“呵呵,你呀,真是杞人憂天了。今天你是沒有看到,連吳越明書記也給顧書記捧場。可不可以這么分析,顧書記已經向前走了一步了?”
邱虹點點頭說:
“肯定可以了。”
聞哲說:
“那你還憂心忡忡的干什么?”
邱虹抽回自己的手,給聞哲泡茶,說;
“而且我還知道,朱國忠馬上要晉升國省工信廳副廳長了,不是么?”
聞哲點頭說:
“是的,要不然也不會這么急著選拔一個人來接替他呀。”
邱虹看看聞哲興致勃勃的樣子,嘆口氣說:
“你是不是感覺奇怪,朱國忠的問題要把老底真正全部翻過來,恐怕他去的不是工信廳,而是法庭了。”
聞哲有些醒悟過來了,說:
“你的意思,這事還沒有完?”
“是遠遠沒有完。現在的結果,只是幾方妥協、加上有外力影響而造成的罷了。”
邱虹看著聞哲,沉吟了一下才說:
“我最擔心的,你有兩個致命的硬傷,如果你自己不注意,將來會很麻煩,甚至在這條路上你也走不遠的。乃至會出現不可控的風險。”
聞哲皺眉說:
“這有些言過其實了吧。我一貫的作風,行正道、以公事對事、以恕道待人。縱然有什么事情,也不會出什么大的差池了。
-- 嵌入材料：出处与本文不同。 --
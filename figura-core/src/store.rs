//! Artifact store trait and the diagram store client.
//!
//! Backends only know how to write bytes under a key. [`DiagramStore`] owns
//! the addressing scheme: the key is derived from the assignment and question
//! index alone, so rendering the same question twice overwrites the object.

use crate::error::FiguraError;
use crate::types::*;
use async_trait::async_trait;
use serde::Deserialize;
use std::fmt::Debug;
use std::future::Future;
use std::sync::Arc;
use std::time::Duration;
use uuid::Uuid;

/// Namespace for diagram file ids (UUIDv5).
const DIAGRAM_NAMESPACE: Uuid = Uuid::from_u128(0x6f1c_2b4e_9d3a_4c1f_8e57_a0b2_c3d4_e5f6);

/// An object to be written to storage
#[derive(Debug, Clone)]
pub struct StoredObject {
    pub key: String,
    pub bytes: Arc<Vec<u8>>,
    pub content_type: String,
}

/// Storage backend trait.
///
/// `put` must overwrite any object already stored under the same key.
#[async_trait]
pub trait ArtifactStore: Send + Sync + Debug + 'static {
    /// Get store information
    fn info(&self) -> Arc<StoreInfo>;

    /// Write an object, replacing any previous object with the same key
    async fn put(&self, object: StoredObject) -> Result<(), FiguraError>;

    /// Public URL for a key
    fn url_for(&self, key: &str) -> String;
}

/// Type-erased store
pub type BoxedStore = Arc<dyn ArtifactStore>;

/// Backoff schedule for transient upload failures.
///
/// Only errors reporting [`FiguraError::is_retryable`] are retried. Once the
/// retries are spent the last error is surfaced as [`FiguraError::Upload`].
#[derive(Debug, Clone, PartialEq, Deserialize)]
#[serde(default)]
pub struct UploadRetryPolicy {
    /// Retries after the first attempt
    pub max_retries: u32,
    pub initial_delay_ms: u64,
    pub max_delay_ms: u64,
    pub backoff_multiplier: f64,
}

impl Default for UploadRetryPolicy {
    fn default() -> Self {
        Self {
            max_retries: 3,
            initial_delay_ms: 100,
            max_delay_ms: 10_000,
            backoff_multiplier: 2.0,
        }
    }
}

impl UploadRetryPolicy {
    /// A single attempt, no retries
    pub fn disabled() -> Self {
        Self {
            max_retries: 0,
            ..Self::default()
        }
    }

    pub fn with_max_retries(mut self, max_retries: u32) -> Self {
        self.max_retries = max_retries;
        self
    }

    pub fn with_initial_delay(mut self, delay: Duration) -> Self {
        self.initial_delay_ms = delay.as_millis() as u64;
        self
    }

    pub fn with_max_delay(mut self, delay: Duration) -> Self {
        self.max_delay_ms = delay.as_millis() as u64;
        self
    }

    pub fn with_backoff_multiplier(mut self, multiplier: f64) -> Self {
        self.backoff_multiplier = multiplier;
        self
    }

    /// Wait before the zero-based `retry`, capped at `max_delay_ms`
    pub fn backoff(&self, retry: u32) -> Duration {
        let ms = self.initial_delay_ms as f64 * self.backoff_multiplier.powi(retry as i32);
        Duration::from_millis(ms.min(self.max_delay_ms as f64) as u64)
    }

    /// Drive `put` until it succeeds, fails permanently or runs out of retries
    pub async fn run<F, Fut>(&self, key: &str, mut put: F) -> Result<(), FiguraError>
    where
        F: FnMut() -> Fut,
        Fut: Future<Output = Result<(), FiguraError>>,
    {
        let mut retry = 0;
        loop {
            let err = match put().await {
                Ok(()) => return Ok(()),
                Err(e) if !e.is_retryable() => return Err(e),
                Err(e) => e,
            };
            if retry >= self.max_retries {
                return Err(FiguraError::upload(format!(
                    "gave up on {} after {} attempt(s): {}",
                    key,
                    retry + 1,
                    err
                )));
            }

            let delay = self.backoff(retry);
            tracing::debug!(
                "upload of {} failed: {}; retry {}/{} in {:?}",
                key,
                err,
                retry + 1,
                self.max_retries,
                delay
            );
            tokio::time::sleep(delay).await;
            retry += 1;
        }
    }
}

/// Reject assignment ids that would not stay a single key segment
pub fn check_assignment_id(assignment_id: &str) -> Result<(), FiguraError> {
    let invalid = assignment_id.trim().is_empty()
        || assignment_id.contains(&['/', '\\'][..])
        || assignment_id.contains("..")
        || assignment_id.chars().any(char::is_control);
    if invalid {
        return Err(FiguraError::validation(format!(
            "assignment id {:?} is not a valid key segment",
            assignment_id
        )));
    }
    Ok(())
}

/// Deterministic file id for a question's diagram
pub fn file_id(assignment_id: &str, question_index: u32) -> String {
    let name = format!("{}:{}", assignment_id, question_index);
    Uuid::new_v5(&DIAGRAM_NAMESPACE, name.as_bytes()).to_string()
}

/// Storage key `{assignmentId}/diagrams/{fileId}.png`
pub fn storage_key(assignment_id: &str, question_index: u32) -> String {
    format!(
        "{}/diagrams/{}.png",
        assignment_id,
        file_id(assignment_id, question_index)
    )
}

/// Client that persists rendered diagrams and builds their descriptors
#[derive(Debug, Clone)]
pub struct DiagramStore {
    inner: BoxedStore,
    retry: UploadRetryPolicy,
}

impl DiagramStore {
    /// Wrap a (possibly layered) backend with the default retry policy
    pub fn new(inner: BoxedStore) -> Self {
        Self {
            inner,
            retry: UploadRetryPolicy::default(),
        }
    }

    /// Replace the retry policy
    pub fn with_retry(mut self, retry: UploadRetryPolicy) -> Self {
        self.retry = retry;
        self
    }

    /// Backend information
    pub fn info(&self) -> Arc<StoreInfo> {
        self.inner.info()
    }

    /// Persist image bytes for a question.
    ///
    /// Transient backend failures are retried under the store's
    /// [`UploadRetryPolicy`]; whatever still fails surfaces as
    /// [`FiguraError::Upload`].
    pub async fn put(
        &self,
        image: RenderedImage,
        assignment_id: &str,
        question_index: u32,
    ) -> Result<DiagramDescriptor, FiguraError> {
        check_assignment_id(assignment_id)?;
        if image.bytes.is_empty() {
            return Err(FiguraError::validation("refusing to store an empty image"));
        }

        let file_id = file_id(assignment_id, question_index);
        let key = storage_key(assignment_id, question_index);
        let size_bytes = image.bytes.len() as u64;

        let object = StoredObject {
            key: key.clone(),
            bytes: Arc::new(image.bytes),
            content_type: image.content_type.clone(),
        };

        self.retry
            .run(&key, || self.inner.put(object.clone()))
            .await
            .map_err(|e| match e {
                FiguraError::Upload(_) => e,
                other => FiguraError::upload(other.to_string()),
            })?;

        Ok(DiagramDescriptor {
            filename: format!("{}.png", file_id),
            url: self.inner.url_for(&key),
            file_id,
            storage_key: key,
            content_type: image.content_type,
            size_bytes,
        })
    }
}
”
邱虹嘆口氣說:
“假如這次你的領導沒有獲勝,你想過你是一種什么樣的結局?你在南河賓館就不知道要呆到什么時候了!假如這次沒有安老的仗義執言,你又會如何?這個才是你要認真思考的。
“聞哲,我們依靠領導,卻不能依賴領導。在這方天地謀生存、求發展,一定要有獨立的自我,包括獨立的思考能力、行動能力、自我保護能力。
“可以說,在這種環境下,有時候任何人都是靠不住的!這里面最重要的,是判斷形勢以后的妥協、甚至是退讓的,這是很重要的能力!現在的局面,其實就是妥協的產物。
“有些事情,我們看來善惡分明、黑白清楚,可是在某種場合下,未必如此。或許只是相互妥協的砝碼而已。現實不是金庸小說的武俠世界,恩怨分明、黑白立判、恩仇立報的。現實的世界,哪有那么多爽的事?都不是在慢慢的磨、苦苦的熬么?”
聞哲呆呆的看著邱虹,想不到她的說法不公讓自己意外,更多的是驚訝。
“呵,你不要用那種眼色看著我。我沒有吃過豬肉,還沒有見過豬跑么?從小到大,見多了,聽多了,也就形成了思考分析的習慣了。”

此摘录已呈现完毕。